▸ **WHAT IS EXPECTED**: Scan the listing below for "specifier", then report every line that has it.

====== GIVEN DATA ======

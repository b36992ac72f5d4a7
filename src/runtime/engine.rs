//! Engine instances and their worker threads

use super::{
    CapabilityConfig, CapabilitySet, LoadedModule, ModuleLoader, RuntimeError, RuntimeResult,
    ThrownError, event_loop::EngineEventLoop, panic_message,
};
use crate::fs::VirtualFs;
use boa_engine::{Context, JsValue, Source, context::ContextBuilder};
use parking_lot::Mutex;
use std::{
    panic::{self, AssertUnwindSafe},
    rc::Rc,
    sync::{
        Arc,
        atomic::{AtomicBool, AtomicU64, Ordering},
        mpsc::{self, RecvTimeoutError},
    },
    thread,
    time::Instant,
};
use tokio::sync::oneshot;

static NEXT_ENGINE_ID: AtomicU64 = AtomicU64::new(1);

type Task = Box<dyn FnOnce(&mut EngineScope) + Send>;

enum Envelope {
    Run(Task),
    Shutdown,
}

/// Everything an engine needs to build its context on the worker thread
#[derive(Clone, Debug)]
pub struct EngineSetup {
    pub fs: Arc<dyn VirtualFs>,
    /// Directory that bare `require` calls and `process.cwd()` resolve against
    pub base_path: String,
    pub version: String,
    pub capabilities: CapabilitySet,
}

impl EngineSetup {
    pub fn new(fs: Arc<dyn VirtualFs>) -> Self {
        Self {
            fs,
            base_path: "/".to_string(),
            version: "dev".to_string(),
            capabilities: CapabilitySet::standard(),
        }
    }

    pub fn base_path(mut self, base_path: impl Into<String>) -> Self {
        self.base_path = base_path.into();
        self
    }

    pub fn version(mut self, version: impl Into<String>) -> Self {
        self.version = version.into();
        self
    }

    pub fn capabilities(mut self, capabilities: CapabilitySet) -> Self {
        self.capabilities = capabilities;
        self
    }
}

/// Cloneable handle for putting tasks on one engine's queue
#[derive(Clone)]
pub struct TaskScheduler {
    engine_id: u64,
    sender: mpsc::Sender<Envelope>,
}

impl TaskScheduler {
    pub fn engine_id(&self) -> u64 {
        self.engine_id
    }

    pub fn schedule<F>(&self, task: F) -> RuntimeResult<()>
    where
        F: FnOnce(&mut EngineScope) + Send + 'static,
    {
        self.sender
            .send(Envelope::Run(Box::new(task)))
            .map_err(|_| RuntimeError::EngineStopped(self.engine_id))
    }
}

/// One script engine bound to a dedicated worker thread.
///
/// Tasks run one at a time in the order they were scheduled. A task that panics
/// is logged and the worker keeps serving the queue.
pub struct ScriptEngine {
    id: u64,
    setup: EngineSetup,
    scheduler: Mutex<Option<TaskScheduler>>,
    stopped: AtomicBool,
}

impl ScriptEngine {
    pub fn new(setup: EngineSetup) -> Self {
        Self {
            id: NEXT_ENGINE_ID.fetch_add(1, Ordering::Relaxed),
            setup,
            scheduler: Mutex::new(None),
            stopped: AtomicBool::new(false),
        }
    }

    /// Create and start an engine in one step
    pub fn spawn(setup: EngineSetup) -> RuntimeResult<Arc<Self>> {
        let engine = Arc::new(Self::new(setup));
        engine.start()?;
        Ok(engine)
    }

    pub fn id(&self) -> u64 {
        self.id
    }

    pub fn setup(&self) -> &EngineSetup {
        &self.setup
    }

    pub fn is_started(&self) -> bool {
        self.scheduler.lock().is_some()
    }

    pub fn is_stopped(&self) -> bool {
        self.stopped.load(Ordering::Acquire)
    }

    /// Spawn the worker and wait until its context and capabilities are ready.
    ///
    /// Starting a running engine is a no-op.
    pub fn start(&self) -> RuntimeResult<()> {
        let mut scheduler = self.scheduler.lock();
        if self.is_stopped() {
            return Err(RuntimeError::EngineStopped(self.id));
        }
        if scheduler.is_some() {
            return Ok(());
        }

        let (sender, receiver) = mpsc::channel();
        let (ready_tx, ready_rx) = mpsc::sync_channel(1);
        let id = self.id;
        let setup = self.setup.clone();
        let handle = TaskScheduler {
            engine_id: id,
            sender,
        };
        let worker_handle = handle.clone();

        thread::Builder::new()
            .name(format!("rivet-engine-{id}"))
            .spawn(move || worker_main(id, setup, worker_handle, receiver, ready_tx))
            .map_err(|e| RuntimeError::EngineStart(e.to_string()))?;

        match ready_rx.recv() {
            Ok(Ok(())) => {
                *scheduler = Some(handle);
                tracing::debug!(engine = id, fs = self.setup.fs.kind(), "engine started");
                Ok(())
            }
            Ok(Err(err)) => Err(err),
            Err(_) => Err(RuntimeError::EngineStart(
                "worker exited during startup".to_string(),
            )),
        }
    }

    /// A handle to the task queue, if the engine is running
    pub fn scheduler(&self) -> Option<TaskScheduler> {
        self.scheduler.lock().clone()
    }

    /// Queue a task without waiting for it
    pub fn schedule<F>(&self, task: F) -> RuntimeResult<()>
    where
        F: FnOnce(&mut EngineScope) + Send + 'static,
    {
        let scheduler = self.scheduler.lock();
        match scheduler.as_ref() {
            Some(scheduler) => scheduler.schedule(task),
            None if self.is_stopped() => Err(RuntimeError::EngineStopped(self.id)),
            None => Err(RuntimeError::EngineNotStarted(self.id)),
        }
    }

    /// Queue a task and get a receiver for its result.
    ///
    /// A panic inside the task is reported as [`RuntimeError::TaskPanicked`].
    pub fn run<T, F>(&self, task: F) -> RuntimeResult<oneshot::Receiver<RuntimeResult<T>>>
    where
        T: Send + 'static,
        F: FnOnce(&mut EngineScope) -> RuntimeResult<T> + Send + 'static,
    {
        let (tx, rx) = oneshot::channel();
        self.schedule(move |scope| {
            let result = panic::catch_unwind(AssertUnwindSafe(|| task(scope))).unwrap_or_else(
                |payload| Err(RuntimeError::TaskPanicked(panic_message(payload.as_ref()))),
            );
            let _ = tx.send(result);
        })?;
        Ok(rx)
    }

    /// Run a task and await its result
    pub async fn call<T, F>(&self, task: F) -> RuntimeResult<T>
    where
        T: Send + 'static,
        F: FnOnce(&mut EngineScope) -> RuntimeResult<T> + Send + 'static,
    {
        let rx = self.run(task)?;
        rx.await
            .map_err(|_| RuntimeError::EngineStopped(self.id))?
    }

    /// Run a task and block the current thread until it finishes.
    ///
    /// Must not be called from inside an async runtime.
    pub fn call_blocking<T, F>(&self, task: F) -> RuntimeResult<T>
    where
        T: Send + 'static,
        F: FnOnce(&mut EngineScope) -> RuntimeResult<T> + Send + 'static,
    {
        self.run(task)?
            .blocking_recv()
            .map_err(|_| RuntimeError::EngineStopped(self.id))?
    }

    /// Ask the worker to exit after the tasks already queued.
    ///
    /// Does not wait for the worker. Stopping twice is a no-op.
    pub fn stop(&self) {
        let mut scheduler = self.scheduler.lock();
        if self.stopped.swap(true, Ordering::AcqRel) {
            return;
        }
        if let Some(scheduler) = scheduler.take() {
            let _ = scheduler.sender.send(Envelope::Shutdown);
            tracing::debug!(engine = self.id, "engine stopping");
        }
    }
}

impl Drop for ScriptEngine {
    fn drop(&mut self) {
        self.stop();
    }
}

impl std::fmt::Debug for ScriptEngine {
    fn fmt(&self, f: &mut std::fmt::Formatter<'_>) -> std::fmt::Result {
        f.debug_struct("ScriptEngine")
            .field("id", &self.id)
            .field("started", &self.is_started())
            .field("stopped", &self.is_stopped())
            .finish()
    }
}

fn worker_main(
    id: u64,
    setup: EngineSetup,
    scheduler: TaskScheduler,
    receiver: mpsc::Receiver<Envelope>,
    ready: mpsc::SyncSender<RuntimeResult<()>>,
) {
    // Capabilities may keep clones; the worker itself holds none past startup
    let built = panic::catch_unwind(AssertUnwindSafe(move || {
        EngineScope::new(id, &setup, &scheduler)
    }))
    .unwrap_or_else(|payload| Err(RuntimeError::EngineStart(panic_message(payload.as_ref()))));
    let mut scope = match built {
        Ok(scope) => {
            let _ = ready.send(Ok(()));
            scope
        }
        Err(err) => {
            let _ = ready.send(Err(err));
            return;
        }
    };

    loop {
        let envelope = match scope.event_loop.next_deadline() {
            Some(deadline) => {
                match receiver.recv_timeout(deadline.saturating_duration_since(Instant::now())) {
                    Ok(envelope) => Some(envelope),
                    Err(RecvTimeoutError::Timeout) => None,
                    Err(RecvTimeoutError::Disconnected) => break,
                }
            }
            None => match receiver.recv() {
                Ok(envelope) => Some(envelope),
                Err(_) => break,
            },
        };

        match envelope {
            Some(Envelope::Run(task)) => {
                if let Err(payload) = panic::catch_unwind(AssertUnwindSafe(|| task(&mut scope))) {
                    tracing::error!(
                        engine = id,
                        "task panicked: {}",
                        panic_message(payload.as_ref())
                    );
                }
            }
            Some(Envelope::Shutdown) => break,
            None => {}
        }

        if let Err(payload) = panic::catch_unwind(AssertUnwindSafe(|| scope.run_jobs())) {
            tracing::error!(engine = id, "job panicked: {}", panic_message(payload.as_ref()));
        }
    }

    tracing::debug!(engine = id, "engine worker exited");
}

/// The engine-thread view handed to every task
pub struct EngineScope {
    id: u64,
    context: Context,
    loader: Rc<ModuleLoader>,
    event_loop: Rc<EngineEventLoop>,
    base_path: String,
}

impl EngineScope {
    fn new(id: u64, setup: &EngineSetup, scheduler: &TaskScheduler) -> RuntimeResult<Self> {
        let event_loop = Rc::new(EngineEventLoop::new(id));
        let mut context = ContextBuilder::default()
            .job_executor(event_loop.clone())
            .build()
            .map_err(|e| RuntimeError::EngineStart(e.to_string()))?;
        context.runtime_limits_mut().set_recursion_limit(16384);

        let loader = Rc::new(ModuleLoader::new(setup.fs.clone(), id));
        let mut config = CapabilityConfig {
            context: &mut context,
            fs: &setup.fs,
            base_path: &setup.base_path,
            version: &setup.version,
            engine_id: id,
            loader: &loader,
            scheduler,
        };
        setup.capabilities.install(&mut config)?;

        Ok(Self {
            id,
            context,
            loader,
            event_loop,
            base_path: setup.base_path.clone(),
        })
    }

    pub fn engine_id(&self) -> u64 {
        self.id
    }

    pub fn context_mut(&mut self) -> &mut Context {
        &mut self.context
    }

    pub fn loader(&self) -> &Rc<ModuleLoader> {
        &self.loader
    }

    /// Load a module through this engine's cache
    pub fn load_module(&mut self, specifier: &str, base_dir: &str) -> RuntimeResult<LoadedModule> {
        self.loader.load(specifier, base_dir, &mut self.context)
    }

    /// Evaluate a script in the global scope
    pub fn eval(&mut self, source: &str) -> RuntimeResult<JsValue> {
        let result = self.context.eval(Source::from_bytes(source.as_bytes()));
        result.map_err(|err| {
            RuntimeError::JsError(ThrownError::from_js(&err, &mut self.context).message)
        })
    }

    /// Run promise jobs, due timers and async jobs that are ready now
    pub fn run_jobs(&mut self) {
        self.event_loop.run_ready(&mut self.context);
    }

    /// Whether callbacks (including future timers) are still queued
    pub fn has_pending_work(&self) -> bool {
        self.event_loop.has_pending_work()
    }

    /// Keep running jobs until nothing is queued or `deadline` passes
    pub fn run_until_idle(&mut self, deadline: Instant) -> bool {
        loop {
            self.run_jobs();
            if !self.has_pending_work() {
                return true;
            }
            let now = Instant::now();
            if now >= deadline {
                return false;
            }
            let wake = self
                .event_loop
                .next_deadline()
                .map_or(deadline, |next| next.min(deadline));
            thread::sleep(wake.saturating_duration_since(now));
        }
    }

    pub fn base_path(&self) -> &str {
        &self.base_path
    }
}

impl Drop for EngineScope {
    fn drop(&mut self) {
        self.loader.clear();
    }
}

======

▸ **ANSWER FOR THE TASK**:
    pub fn load_module(&mut self, specifier: &str, base_dir: &str) -> RuntimeResult<LoadedModule> {
        self.loader.load(specifier, base_dir, &mut self.context)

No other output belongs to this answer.